Exercise materials Block Start

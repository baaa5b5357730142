// Copyright (c) 2025 Geoffrey Huntley <ghuntley@ghuntley.com>. All rights reserved.
// SPDX-License-Identifier: Proprietary

//! Policy and grouping management on [`Enforcer`].
//!
//! The unnamed calls operate on `p` and `g`; the `named` variants take the
//! assertion key. Mutations return whether the stored policy changed.

use crate::enforcer::Enforcer;
use crate::error::Result;
use crate::model::Section;

pub(crate) fn owned<S: AsRef<str>>(fields: &[S]) -> Vec<String> {
	fields.iter().map(|f| f.as_ref().to_string()).collect()
}

fn owned_all<S: AsRef<str>>(rules: &[Vec<S>]) -> Vec<Vec<String>> {
	rules.iter().map(|r| owned(r)).collect()
}

impl Enforcer {
	pub fn add_policy<S: AsRef<str>>(&self, rule: &[S]) -> Result<bool> {
		self.add_named_policy("p", rule)
	}

	pub fn add_named_policy<S: AsRef<str>>(&self, key: &str, rule: &[S]) -> Result<bool> {
		self.add_rules(Section::Policy, key, vec![owned(rule)])
	}

	/// Adds every rule or none. Returns `false` if any rule already exists.
	pub fn add_policies<S: AsRef<str>>(&self, rules: &[Vec<S>]) -> Result<bool> {
		self.add_named_policies("p", rules)
	}

	pub fn add_named_policies<S: AsRef<str>>(&self, key: &str, rules: &[Vec<S>]) -> Result<bool> {
		self.add_rules(Section::Policy, key, owned_all(rules))
	}

	pub fn remove_policy<S: AsRef<str>>(&self, rule: &[S]) -> Result<bool> {
		self.remove_named_policy("p", rule)
	}

	pub fn remove_named_policy<S: AsRef<str>>(&self, key: &str, rule: &[S]) -> Result<bool> {
		self.remove_rules(Section::Policy, key, vec![owned(rule)])
	}

	/// Removes every rule or none. Returns `false` if any rule is missing.
	pub fn remove_policies<S: AsRef<str>>(&self, rules: &[Vec<S>]) -> Result<bool> {
		self.remove_named_policies("p", rules)
	}

	pub fn remove_named_policies<S: AsRef<str>>(&self, key: &str, rules: &[Vec<S>]) -> Result<bool> {
		self.remove_rules(Section::Policy, key, owned_all(rules))
	}

	/// Removes the `p` rules whose fields from `field_index` on equal
	/// `values`. An empty value matches any field.
	pub fn remove_filtered_policy<S: AsRef<str>>(&self, field_index: usize, values: &[S]) -> Result<bool> {
		self.remove_filtered_named_policy("p", field_index, values)
	}

	pub fn remove_filtered_named_policy<S: AsRef<str>>(
		&self,
		key: &str,
		field_index: usize,
		values: &[S],
	) -> Result<bool> {
		self.remove_filtered(Section::Policy, key, field_index, owned(values))
	}

	pub fn get_policy(&self) -> Vec<Vec<String>> {
		self.get_named_policy("p")
	}

	pub fn get_named_policy(&self, key: &str) -> Vec<Vec<String>> {
		self.view(|s| s.policy.store.rules(key).to_vec())
	}

	pub fn get_filtered_policy<S: AsRef<str>>(&self, field_index: usize, values: &[S]) -> Vec<Vec<String>> {
		self.get_filtered_named_policy("p", field_index, values)
	}

	pub fn get_filtered_named_policy<S: AsRef<str>>(
		&self,
		key: &str,
		field_index: usize,
		values: &[S],
	) -> Vec<Vec<String>> {
		let values = owned(values);
		self.view(|s| s.policy.store.filtered(key, field_index, &values))
	}

	pub fn has_policy<S: AsRef<str>>(&self, rule: &[S]) -> bool {
		self.has_named_policy("p", rule)
	}

	pub fn has_named_policy<S: AsRef<str>>(&self, key: &str, rule: &[S]) -> bool {
		let rule = owned(rule);
		self.view(|s| s.policy.store.has_rule(key, &rule))
	}

	/// Distinct subjects (first field) of `p` rules.
	pub fn get_all_subjects(&self) -> Vec<String> {
		self.values_for_field("p", 0)
	}

	pub fn get_all_named_subjects(&self, key: &str) -> Vec<String> {
		self.values_for_field(key, 0)
	}

	pub fn get_all_objects(&self) -> Vec<String> {
		self.values_for_field("p", 1)
	}

	pub fn get_all_named_objects(&self, key: &str) -> Vec<String> {
		self.values_for_field(key, 1)
	}

	pub fn get_all_actions(&self) -> Vec<String> {
		self.values_for_field("p", 2)
	}

	pub fn get_all_named_actions(&self, key: &str) -> Vec<String> {
		self.values_for_field(key, 2)
	}

	/// Distinct roles (second field) of `g` rules.
	pub fn get_all_roles(&self) -> Vec<String> {
		self.values_for_field("g", 1)
	}

	fn values_for_field(&self, key: &str, field_index: usize) -> Vec<String> {
		self.view(|s| s.policy.store.values_for_field(key, field_index))
	}

	pub fn add_grouping_policy<S: AsRef<str>>(&self, rule: &[S]) -> Result<bool> {
		self.add_named_grouping_policy("g", rule)
	}

	pub fn add_named_grouping_policy<S: AsRef<str>>(&self, key: &str, rule: &[S]) -> Result<bool> {
		self.add_rules(Section::Role, key, vec![owned(rule)])
	}

	pub fn add_grouping_policies<S: AsRef<str>>(&self, rules: &[Vec<S>]) -> Result<bool> {
		self.add_rules(Section::Role, "g", owned_all(rules))
	}

	pub fn remove_grouping_policy<S: AsRef<str>>(&self, rule: &[S]) -> Result<bool> {
		self.remove_named_grouping_policy("g", rule)
	}

	pub fn remove_named_grouping_policy<S: AsRef<str>>(&self, key: &str, rule: &[S]) -> Result<bool> {
		self.remove_rules(Section::Role, key, vec![owned(rule)])
	}

	pub fn remove_grouping_policies<S: AsRef<str>>(&self, rules: &[Vec<S>]) -> Result<bool> {
		self.remove_rules(Section::Role, "g", owned_all(rules))
	}

	pub fn remove_filtered_grouping_policy<S: AsRef<str>>(&self, field_index: usize, values: &[S]) -> Result<bool> {
		self.remove_filtered_named_grouping_policy("g", field_index, values)
	}

	pub fn remove_filtered_named_grouping_policy<S: AsRef<str>>(
		&self,
		key: &str,
		field_index: usize,
		values: &[S],
	) -> Result<bool> {
		self.remove_filtered(Section::Role, key, field_index, owned(values))
	}

	pub fn get_grouping_policy(&self) -> Vec<Vec<String>> {
		self.get_named_grouping_policy("g")
	}

	pub fn get_named_grouping_policy(&self, key: &str) -> Vec<Vec<String>> {
		self.get_named_policy(key)
	}

	pub fn get_filtered_grouping_policy<S: AsRef<str>>(&self, field_index: usize, values: &[S]) -> Vec<Vec<String>> {
		self.get_filtered_named_policy("g", field_index, values)
	}

	pub fn has_grouping_policy<S: AsRef<str>>(&self, rule: &[S]) -> bool {
		self.has_named_policy("g", rule)
	}

	pub fn has_named_grouping_policy<S: AsRef<str>>(&self, key: &str, rule: &[S]) -> bool {
		self.has_named_policy(key, rule)
	}
}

Exercise materials Block End

» **Task objective**: Pull each line containing the word "Returns" out of the data above.

» **Result below**:
	/// Adds every rule or none. Returns `false` if any rule already exists.
	/// Removes every rule or none. Returns `false` if any rule is missing.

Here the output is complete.